ESPECIAL INTERNACIONAIS: França e Real Madrid triunfam, Messi e CR7 são desbancados

Ano teve gigantes caindo e acontecimentos que ficam para a história, desde as transferências até os marcantes confrontos

por João Vitor Nicodemus

Campinas, SP, 31 (AFI) – Ano de Copa do Mundo tem sempre um gostinho especial para os fãs de futebol mundial e em 2018 não foi diferente. Além dos acontecimentos marcantes na caminhada da França ao bicampeonato mundial, o ano marcou a história com uma final de Libertadores entre River Plate e Boca Juniors, com a saída de Cristiano Ronaldo do Real Madrid, após o português ser desbancado, junto com Messi, por Luka Modric, e com muitos outros feitos que serão lembrados para sempre.

Dentro das quatro linhas, na Copa do Mundo da Rússia, a França chegou para o torneio como uma das grandes favoritas e foi uma das poucas que conseguiu fazer jus ao rótulo, já que a Copa marcou a queda de campeãs mundiais logo cedo. Comandada por Mbappé, jovem do PSG que desbancou Neymar e passou a ser o jogador mais valioso do mundo, Les Bleus atropelaram a Croácia na decisão em Moscou e conquistaram o mundo pela segunda vez em sua história.

O triunfo foi francês, mas o título de melhor jogador da Copa ficou com o meio-campista da Croácia, Luka Modric, que não parou por aí. O meia do Real Madrid conseguiu, após incríveis 10 anos de hegemonia de Messi e Cristiano Ronaldo, se tornar o melhor jogador do mundo. Além da Copa do Mundo, o croata conseguiu levar o Real Madrid a mais um ano de muitas glórias.

O começo da caminhada Merengue aconteceu na Liga dos Campeões, cuja final teve o retorno do Liverpool, que vinha apagado no cenário internacional. Contando com grande contribuição do goleiro Karius, do time inglês, o Real Madrid faturou o título da competição pela terceira vez consecutiva, a quarta nos últimos cinco anos.

A hegemonia da equipe espanhola se prolongou até o Mundial de Clubes, mesmo após perder Cristiano Ronaldo, seu principal jogador, no meio do ano. O português foi vendido para a Juventus, que segue dominando as coisas na Itália, por 100 milhões de Euros.
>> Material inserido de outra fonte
//! Retry policy advice.
//!
//! The advisor maps a classification to a retry recommendation. It keeps no
//! history; counting attempts is the retry orchestrator's job.

use crate::category::ErrorCategory;
use crate::classify::{ErrorAnalysis, classify};
use crate::record::ExecutionErrorRecord;
use serde::{Deserialize, Serialize};
use std::time::Duration;

/// How the delay grows between attempts.
#[derive(Debug, Clone, Copy, PartialEq, Eq, Serialize, Deserialize)]
#[serde(rename_all = "lowercase")]
pub enum BackoffStrategy {
    None,
    Linear,
    Exponential,
}

/// Retry parameters for one category.
#[derive(Debug, Clone, Copy, PartialEq, Eq, Serialize, Deserialize)]
pub struct RetryPolicy {
    pub strategy: BackoffStrategy,
    pub initial_delay_ms: u64,
    pub max_attempts: u32,
}

impl RetryPolicy {
    /// Creates an exponential policy.
    #[must_use]
    pub const fn exponential(initial_delay_ms: u64, max_attempts: u32) -> Self {
        Self {
            strategy: BackoffStrategy::Exponential,
            initial_delay_ms,
            max_attempts,
        }
    }

    /// Creates a linear policy.
    #[must_use]
    pub const fn linear(initial_delay_ms: u64, max_attempts: u32) -> Self {
        Self {
            strategy: BackoffStrategy::Linear,
            initial_delay_ms,
            max_attempts,
        }
    }
}

/// Category to retry policy mapping.
///
/// Only consulted for retryable classifications; anything else is never
/// retried.
#[derive(Debug, Clone, PartialEq, Eq, Serialize, Deserialize)]
pub struct RetryPolicyTable {
    #[serde(default = "default_rate_limit")]
    pub rate_limit: RetryPolicy,
    #[serde(default = "default_timeout")]
    pub timeout: RetryPolicy,
    #[serde(default = "default_network")]
    pub network: RetryPolicy,
    #[serde(default = "default_resource")]
    pub resource: RetryPolicy,
    /// Policy for retryable categories without their own entry.
    #[serde(default = "default_fallback")]
    pub fallback: RetryPolicy,
}

fn default_rate_limit() -> RetryPolicy {
    RetryPolicy::exponential(60_000, 5)
}

fn default_timeout() -> RetryPolicy {
    RetryPolicy::linear(10_000, 2)
}

fn default_network() -> RetryPolicy {
    RetryPolicy::exponential(5_000, 3)
}

fn default_resource() -> RetryPolicy {
    RetryPolicy::exponential(5_000, 3)
}

fn default_fallback() -> RetryPolicy {
    RetryPolicy::exponential(5_000, 3)
}

impl Default for RetryPolicyTable {
    fn default() -> Self {
        Self {
            rate_limit: default_rate_limit(),
            timeout: default_timeout(),
            network: default_network(),
            resource: default_resource(),
            fallback: default_fallback(),
        }
    }
}

impl RetryPolicyTable {
    /// Returns the policy used for a retryable category.
    #[must_use]
    pub fn policy_for(&self, category: ErrorCategory) -> &RetryPolicy {
        match category {
            ErrorCategory::RateLimit => &self.rate_limit,
            ErrorCategory::Timeout => &self.timeout,
            ErrorCategory::Network => &self.network,
            ErrorCategory::Resource => &self.resource,
            _ => &self.fallback,
        }
    }

    /// Recommends a retry strategy for a classification.
    #[must_use]
    pub fn suggest(&self, analysis: &ErrorAnalysis) -> RetryStrategy {
        if !analysis.is_retryable {
            return RetryStrategy::none();
        }

        let policy = self.policy_for(analysis.category);
        RetryStrategy {
            should_retry: true,
            strategy: policy.strategy,
            initial_delay_ms: policy.initial_delay_ms,
            max_attempts: policy.max_attempts,
        }
    }
}

/// Retry recommendation for a failed execution.
#[derive(Debug, Clone, Copy, PartialEq, Eq, Serialize, Deserialize)]
#[serde(rename_all = "camelCase")]
pub struct RetryStrategy {
    pub should_retry: bool,
    pub strategy: BackoffStrategy,
    pub initial_delay_ms: u64,
    pub max_attempts: u32,
}

impl RetryStrategy {
    /// The "do not retry" recommendation.
    #[must_use]
    pub const fn none() -> Self {
        Self {
            should_retry: false,
            strategy: BackoffStrategy::None,
            initial_delay_ms: 0,
            max_attempts: 0,
        }
    }

    /// Returns the delay before the given 1-based attempt.
    ///
    /// Returns `None` if retrying is not advised or the attempt is outside
    /// `1..=max_attempts`.
    #[must_use]
    pub fn delay_for_attempt(&self, attempt: u32) -> Option<Duration> {
        if !self.should_retry || attempt == 0 || attempt > self.max_attempts {
            return None;
        }

        let delay_ms = match self.strategy {
            BackoffStrategy::None => return None,
            BackoffStrategy::Linear => self.initial_delay_ms.saturating_mul(u64::from(attempt)),
            BackoffStrategy::Exponential => {
                let factor = 1u64.checked_shl(attempt - 1).unwrap_or(u64::MAX);
                self.initial_delay_ms.saturating_mul(factor)
            }
        };
        Some(Duration::from_millis(delay_ms))
    }
}

/// Recommends a retry strategy using the default policy table.
#[must_use]
pub fn suggest_retry(record: &ExecutionErrorRecord) -> RetryStrategy {
    RetryPolicyTable::default().suggest(&classify(record))
}

#[cfg(test)]
mod tests {
    use super::*;

    fn suggest_for(message: &str) -> RetryStrategy {
        suggest_retry(&ExecutionErrorRecord::new(message))
    }

    #[test]
    fn authentication_is_never_retried() {
        for message in ["401 Unauthorized", "403 Forbidden", "invalid api key"] {
            assert_eq!(suggest_for(message), RetryStrategy::none(), "{message}");
        }
    }

    #[test]
    fn rate_limit_backs_off_exponentially() {
        let strategy = suggest_for("Rate limit exceeded");
        assert!(strategy.should_retry);
        assert_eq!(strategy.strategy, BackoffStrategy::Exponential);
        assert_eq!(strategy.initial_delay_ms, 60_000);
        assert_eq!(strategy.max_attempts, 5);
    }

    #[test]
    fn timeout_retries_linearly() {
        let strategy = suggest_for("ETIMEDOUT");
        assert_eq!(strategy.strategy, BackoffStrategy::Linear);
        assert_eq!(strategy.initial_delay_ms, 10_000);
        assert_eq!(strategy.max_attempts, 2);
    }

    #[test]
    fn network_and_unavailable_resource() {
        for message in ["ECONNRESET", "502 Bad Gateway"] {
            let strategy = suggest_for(message);
            assert_eq!(strategy.strategy, BackoffStrategy::Exponential, "{message}");
            assert_eq!(strategy.initial_delay_ms, 5_000);
            assert_eq!(strategy.max_attempts, 3);
        }
    }

    #[test]
    fn non_retryable_categories() {
        for message in ["out of memory", "bad request", "misconfigured node", "???"] {
            let strategy = suggest_for(message);
            assert!(!strategy.should_retry, "{message}");
            assert_eq!(strategy.strategy, BackoffStrategy::None);
            assert_eq!(strategy.initial_delay_ms, 0);
            assert_eq!(strategy.max_attempts, 0);
        }
    }

    #[test]
    fn fallback_policy_for_other_retryable_categories() {
        let table = RetryPolicyTable::default();
        let analysis = ErrorAnalysis {
            category: ErrorCategory::Validation,
            severity: crate::Severity::Low,
            is_retryable: true,
            suggestion: String::new(),
            estimated_impact: None,
        };
        let strategy = table.suggest(&analysis);
        assert_eq!(strategy.strategy, BackoffStrategy::Exponential);
        assert_eq!(strategy.initial_delay_ms, 5_000);
        assert_eq!(strategy.max_attempts, 3);
    }

    #[test]
    fn table_is_tunable() {
        let table: RetryPolicyTable = serde_json::from_str(
            r#"{ "rate_limit": { "strategy": "linear", "initial_delay_ms": 1000, "max_attempts": 9 } }"#,
        )
        .expect("deserialize");
        assert_eq!(table.rate_limit, RetryPolicy::linear(1_000, 9));
        assert_eq!(table.timeout, RetryPolicyTable::default().timeout);

        let strategy = table.suggest(&classify(&ExecutionErrorRecord::new("429")));
        assert_eq!(strategy.max_attempts, 9);
    }

    #[test]
    fn exponential_delays_double() {
        let strategy = suggest_for("ECONNREFUSED");
        assert_eq!(strategy.delay_for_attempt(1), Some(Duration::from_secs(5)));
        assert_eq!(strategy.delay_for_attempt(2), Some(Duration::from_secs(10)));
        assert_eq!(strategy.delay_for_attempt(3), Some(Duration::from_secs(20)));
        assert_eq!(strategy.delay_for_attempt(4), None);
        assert_eq!(strategy.delay_for_attempt(0), None);
    }

    #[test]
    fn linear_delays_grow_by_initial() {
        let strategy = suggest_for("deadline exceeded");
        assert_eq!(strategy.delay_for_attempt(1), Some(Duration::from_secs(10)));
        assert_eq!(strategy.delay_for_attempt(2), Some(Duration::from_secs(20)));
        assert_eq!(strategy.delay_for_attempt(3), None);
    }

    #[test]
    fn no_delay_when_not_retrying() {
        assert_eq!(RetryStrategy::none().delay_for_attempt(1), None);
    }

    #[test]
    fn huge_attempts_saturate() {
        let strategy = RetryStrategy {
            should_retry: true,
            strategy: BackoffStrategy::Exponential,
            initial_delay_ms: 1_000,
            max_attempts: u32::MAX,
        };
        assert_eq!(
            strategy.delay_for_attempt(200),
            Some(Duration::from_millis(u64::MAX))
        );
    }

    #[test]
    fn serializes_camel_case() {
        let json = serde_json::to_value(suggest_for("429")).expect("serialize");
        assert_eq!(json["shouldRetry"], true);
        assert_eq!(json["strategy"], "exponential");
        assert_eq!(json["initialDelayMs"], 60_000);
    }
}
Sem CR7, o Real Madrid não teve dificuldades para conquistar o Mundial de Clubes, batendo o Al Ain na grande final. Isso porque o outro favorito, o River Plate, decepcionou e caiu logo na semifinal. Apesar do vacilo no Mundial, os Millionários conquistaram em 2018 o maior feito de sua história, a Copa Libertadores, em cima do maior rival, o Boca Juniors.

A maior competição Sul-Americana teve, de fato, valor especial em 2018. Pela primeira vez, River Plate e Boca Juniors se encontraram na decisão do torneio, que foi marcante. Após um grande jogo de ida que terminou empatado, confrontos e violência fizeram com que o jogo foi adiado diversas vezes, até que a Conmebol decidiu levar a partida para a Espanha, em Madrid, no estádio Santiago Bernabéu. Lá, o River Plate buscou uma virada memorável já na prorrogação e ficou com o glorioso título.
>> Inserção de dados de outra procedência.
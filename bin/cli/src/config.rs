//! Inspector configuration.
//!
//! Composed from library configs and loaded via the `config` crate from an
//! optional file, overridden by environment variables prefixed with
//! `FLOWSCOPE` (nested keys separated by `__`, e.g.
//! `FLOWSCOPE_LIMITS__MAX_NODES=500`).
//!
//! See [`AnalysisLimits`], [`DurationTable`] and [`RetryPolicyTable`] for the
//! individual sections.

use flowscope_graph::{AnalysisLimits, DurationTable};
use flowscope_outcome::RetryPolicyTable;
use serde::Deserialize;
use std::path::Path;

/// Environment variable prefix.
pub const ENV_PREFIX: &str = "FLOWSCOPE";

/// Inspector configuration.
#[derive(Debug, Clone, Default, PartialEq, Deserialize)]
pub struct InspectorConfig {
    /// Input-size guard for workflow documents.
    #[serde(default)]
    pub limits: AnalysisLimits,

    /// Duration estimates per node type.
    #[serde(default)]
    pub durations: DurationTable,

    /// Retry policies per error category.
    #[serde(default)]
    pub retry: RetryPolicyTable,
}

impl InspectorConfig {
    /// Loads configuration from `path` (if given) and the environment.
    ///
    /// The file format follows its extension.
    ///
    /// # Errors
    ///
    /// Returns an error if the file is missing or unreadable, or a value has
    /// the wrong type.
    pub fn load(path: Option<&Path>) -> Result<Self, config::ConfigError> {
        let mut builder = config::Config::builder();
        if let Some(path) = path {
            builder = builder.add_source(config::File::from(path));
        }
        builder
            .add_source(
                config::Environment::with_prefix(ENV_PREFIX)
                    .separator("__")
                    .try_parsing(true),
            )
            .build()?
            .try_deserialize()
    }
}

#[cfg(test)]
mod tests {
    use super::*;
    use flowscope_outcome::{BackoffStrategy, RetryPolicy};
    use std::io::Write;

    fn config_file(extension: &str, contents: &str) -> tempfile::NamedTempFile {
        let mut file = tempfile::Builder::new()
            .suffix(extension)
            .tempfile()
            .expect("create temp file");
        file.write_all(contents.as_bytes()).expect("write config");
        file
    }

    #[test]
    fn defaults_without_sources() {
        let config = InspectorConfig::load(None).expect("load");
        assert_eq!(config.limits, AnalysisLimits::default());
        assert_eq!(config.retry, RetryPolicyTable::default());
    }

    #[test]
    fn loads_toml_file() {
        let file = config_file(
            ".toml",
            r#"
[limits]
max_nodes = 25

[durations]
default_ms = 250

[durations.overrides]
slack = 800

[retry.timeout]
strategy = "exponential"
initial_delay_ms = 2000
max_attempts = 4
"#,
        );

        let config = InspectorConfig::load(Some(file.path())).expect("load");
        assert_eq!(config.limits.max_nodes, 25);
        assert_eq!(config.limits.max_connections, 50_000);
        assert_eq!(config.durations.lookup("slack"), 800);
        assert_eq!(config.durations.lookup("unknownType"), 250);
        assert_eq!(config.retry.timeout, RetryPolicy::exponential(2_000, 4));
        assert_eq!(config.retry.rate_limit.strategy, BackoffStrategy::Exponential);
    }

    #[test]
    fn missing_file_is_an_error() {
        let result = InspectorConfig::load(Some(Path::new("/nonexistent/flowscope.toml")));
        assert!(result.is_err());
    }
}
Esta, inclusive, foi a última vez que a final aconteceu neste formato, já que a partir do próximo ano será disputada de forma única, em campo neutro, assim como a Copa Sul-Americana, que, em 2018, teve vencedor brasileiro inédito: o Athletico Paranaense.

E, já que o assunto é Brasil, vale também destacar o ano, não tão bom da seleção canarinho. Com uma geração empolgante, o time comandado por Tite deixou a desejar e caiu logo nas quartas de final do Mundial. O mesmo aconteceu com seu principal jogador, Neymar. Muito criticado mundialmente, o camisa 10 do PSG recebeu tudo que é tipo de reprovação e precisará jogar muita bola para dar a volta por cima.